Doç. Dr. Aygün, Türkiye’de her yıl 500 ila 1000 arasında yılan sokması vakasının bildirildiğini belirttiği yazılı açıklamasında önemli bilgiler paylaştı.
Aygün, yılanların büyük bir kısmının zehirli olmadığını fakat zehirli türlerin çoğunlukla Doğu ve Güneydoğu Anadolu Bölgeleri’nin kırsal alanlarında bulunduğunu vurguladı.
Özellikle Ordu’da, tarla ve bahçe işçiliğinin yoğun olduğu dönemlerde engerek türü yılanların neden olduğu sokma vakalarının arttığına dikkat çeken Aygün, zehirli bir yılanın sokması durumunda birkaç saat içinde ortaya çıkabilecek belirtileri şöyle sıraladı: “Sokulan bölgede şiddetli ağrı, şişlik, morarma, bulantı, kusma, baş dönmesi ve halsizlik gibi belirtiler görülebilir. Nadir durumlarda bilinç değişikliği ve tansiyon düşüklüğü de meydana gelebilir. Zehirli olmayan yılan sokmalarında ise genellikle yalnızca yerel ağrı ve hafif şişlik gözlemlenir. Her durumda bir yılan sokması yaşandığında mutlaka en yakın sağlık kuruluşuna başvurulmalıdır.”
Yılan sokması durumunda izlenmesi gereken adımları da aktaran Aygün, “Panik yapmadan hemen 112’yi aramak gerekir. Hasta, mümkün olduğunca az hareket etmeli ve sakin kalmalıdır. Sokulan uzuv kalp seviyesinin altında tutulmalı; şişmeyi engellemek için takı, saat ve yüzük gibi eşyalar çıkartılmalıdır. Hastaneye ulaşana kadar bölgeye havluyla sarılarak soğuk uygulama yapılabilir. Kesinlikle sokulan bölge kesilmemeli veya emilmemelidir,” şeklinde ifade etti.

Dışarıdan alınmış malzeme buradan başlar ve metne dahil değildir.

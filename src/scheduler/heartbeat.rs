//! Heartbeat: Dedicated thread that paces the frame loop.
//!
//! The heartbeat keeps ticking while the overlay is paused so that
//! resuming takes effect on the very next tick. Because it survives
//! pause, it must be shut down explicitly; dropping the handle signals
//! shutdown as well.

use crossbeam_channel::{bounded, Receiver, RecvTimeoutError, Sender};
use std::sync::atomic::{AtomicBool, Ordering};
use std::sync::Arc;
use std::thread::{self, JoinHandle};
use std::time::{Duration, Instant};
use tracing::info;

/// A tick event sent at regular intervals.
#[derive(Debug, Clone, Copy)]
pub struct Tick {
    /// Frame number (monotonically increasing).
    pub frame: u64,
    /// Time elapsed since the heartbeat was started.
    pub elapsed: Duration,
}

/// Cancellable repeating tick source.
pub struct Heartbeat {
    /// Handle to the ticker thread.
    handle: Option<JoinHandle<()>>,
    /// Flag to signal shutdown.
    shutdown: Arc<AtomicBool>,
    /// Receiver for tick events.
    tick_rx: Receiver<Tick>,
}

impl Heartbeat {
    /// Spawn a heartbeat with the given interval.
    ///
    /// # Panics
    ///
    /// Panics if the OS fails to spawn the ticker thread.
    pub fn spawn(interval: Duration) -> Self {
        let shutdown = Arc::new(AtomicBool::new(false));
        let shutdown_clone = shutdown.clone();

        // Small buffer: ticks must not queue up behind a slow frame
        let (tick_tx, tick_rx) = bounded(2);

        let handle = thread::Builder::new()
            .name("danmaku-heartbeat".to_string())
            .spawn(move || {
                Self::run_loop(&tick_tx, &shutdown_clone, interval);
            })
            .expect("Failed to spawn heartbeat thread");

        info!(interval_ms = interval.as_millis() as u64, "heartbeat started");

        Self {
            handle: Some(handle),
            shutdown,
            tick_rx,
        }
    }

    /// Get a reference to the tick receiver.
    #[inline]
    pub const fn receiver(&self) -> &Receiver<Tick> {
        &self.tick_rx
    }

    /// Wait up to `timeout` for the next tick.
    ///
    /// Returns `None` on timeout or once the ticker thread has stopped.
    pub fn wait(&self, timeout: Duration) -> Option<Tick> {
        match self.tick_rx.recv_timeout(timeout) {
            Ok(tick) => Some(tick),
            Err(RecvTimeoutError::Timeout | RecvTimeoutError::Disconnected) => None,
        }
    }

    /// Check whether the ticker thread is still running.
    pub fn is_alive(&self) -> bool {
        self.handle.as_ref().is_some_and(|h| !h.is_finished())
    }

    /// Signal the heartbeat to stop.
    pub fn shutdown(&self) {
        self.shutdown.store(true, Ordering::Relaxed);
    }

    /// Stop the heartbeat and wait for its thread to finish.
    pub fn join(mut self) {
        self.shutdown();
        if let Some(handle) = self.handle.take() {
            let _ = handle.join();
        }
        info!("heartbeat stopped");
    }

    /// Pace ticks on the grid `start + k * interval` until shut down.
    ///
    /// A tick that finds the channel full is thrown away. When the loop
    /// wakes a whole interval or more past its deadline, no catch-up
    /// ticks are fired; the grid is re-anchored on the current instant.
    fn run_loop(tick_tx: &Sender<Tick>, shutdown: &AtomicBool, interval: Duration) {
        let start = Instant::now();
        let mut deadline = start + interval;
        let mut frame = 0u64;

        while !shutdown.load(Ordering::Relaxed) {
            let now = Instant::now();
            match deadline.checked_duration_since(now).filter(|d| !d.is_zero()) {
                Some(remaining) => thread::sleep(remaining.min(SHUTDOWN_POLL)),
                None => {
                    let _ = tick_tx.try_send(Tick {
                        frame,
                        elapsed: now - start,
                    });
                    frame += 1;
                    deadline = next_deadline(deadline, now, interval);
                }
            }
        }
    }
}

/// Longest single sleep, so shutdown is noticed promptly.
const SHUTDOWN_POLL: Duration = Duration::from_millis(1);

/// Deadline after a tick that fired at `now` for `deadline`.
fn next_deadline(deadline: Instant, now: Instant, interval: Duration) -> Instant {
    if now.saturating_duration_since(deadline) >= interval {
        now + interval
    } else {
        deadline + interval
    }
}

impl Drop for Heartbeat {
    fn drop(&mut self) {
        self.shutdown();
    }
}

impl std::fmt::Debug for Heartbeat {
    fn fmt(&self, f: &mut std::fmt::Formatter<'_>) -> std::fmt::Result {
        f.debug_struct("Heartbeat")
            .field("alive", &self.is_alive())
            .finish_non_exhaustive()
    }
}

Doç. Dr. Aygün, yılanların da ekosistemin bir parçası olduğunu hatırlatarak, “Yılanlar bizden korkar. Onların yaşam alanlarına saygı gösterdiğimizde tehlikeden uzak durabiliriz. Bir yılan sokması durumunda bilinçli ve sakin kalmak hayati öneme sahiptir,” dedi.

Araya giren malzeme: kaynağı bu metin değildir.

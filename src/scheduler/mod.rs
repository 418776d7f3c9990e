//! Scheduling: Clocks, the heartbeat thread and the frame state machine.
//!
//! # Architecture
//!
//! ```text
//! ┌──────────────┐        Tick         ┌──────────────┐
//! │  Heartbeat   │ ─────────────────▶  │ Host thread  │
//! │   thread     │                     │  (Overlay)   │
//! └──────────────┘                     │              │
//!                                      │ frame():     │
//!        PlaybackClock ─────────────▶  │  expire      │
//!        Clock (stage) ─────────────▶  │  drain/draw  │
//!                                      └──────────────┘
//! ```
//!
//! The heartbeat only paces; all overlay state is touched from the host
//! thread, one frame at a time.

mod clock;
mod heartbeat;
#[allow(clippy::module_inception)]
mod scheduler;

pub use clock::{Clock, ManualClock, PlaybackClock, SystemClock};
pub use heartbeat::{Heartbeat, Tick};
pub use scheduler::{PlaybackState, RenderScheduler};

Aygün, panzehrin yalnızca zehirli yılan sokmalarında ve belirtiler ağırlaştığında uygulanabileceğini ifade ederek, gereksiz panzehir kullanımının ciddi yan etkilere yol açabileceğine dikkat çekti. Bu nedenle tedavi kararının mutlaka bir uzman doktor tarafından verilmesi gerektiğini aktardı.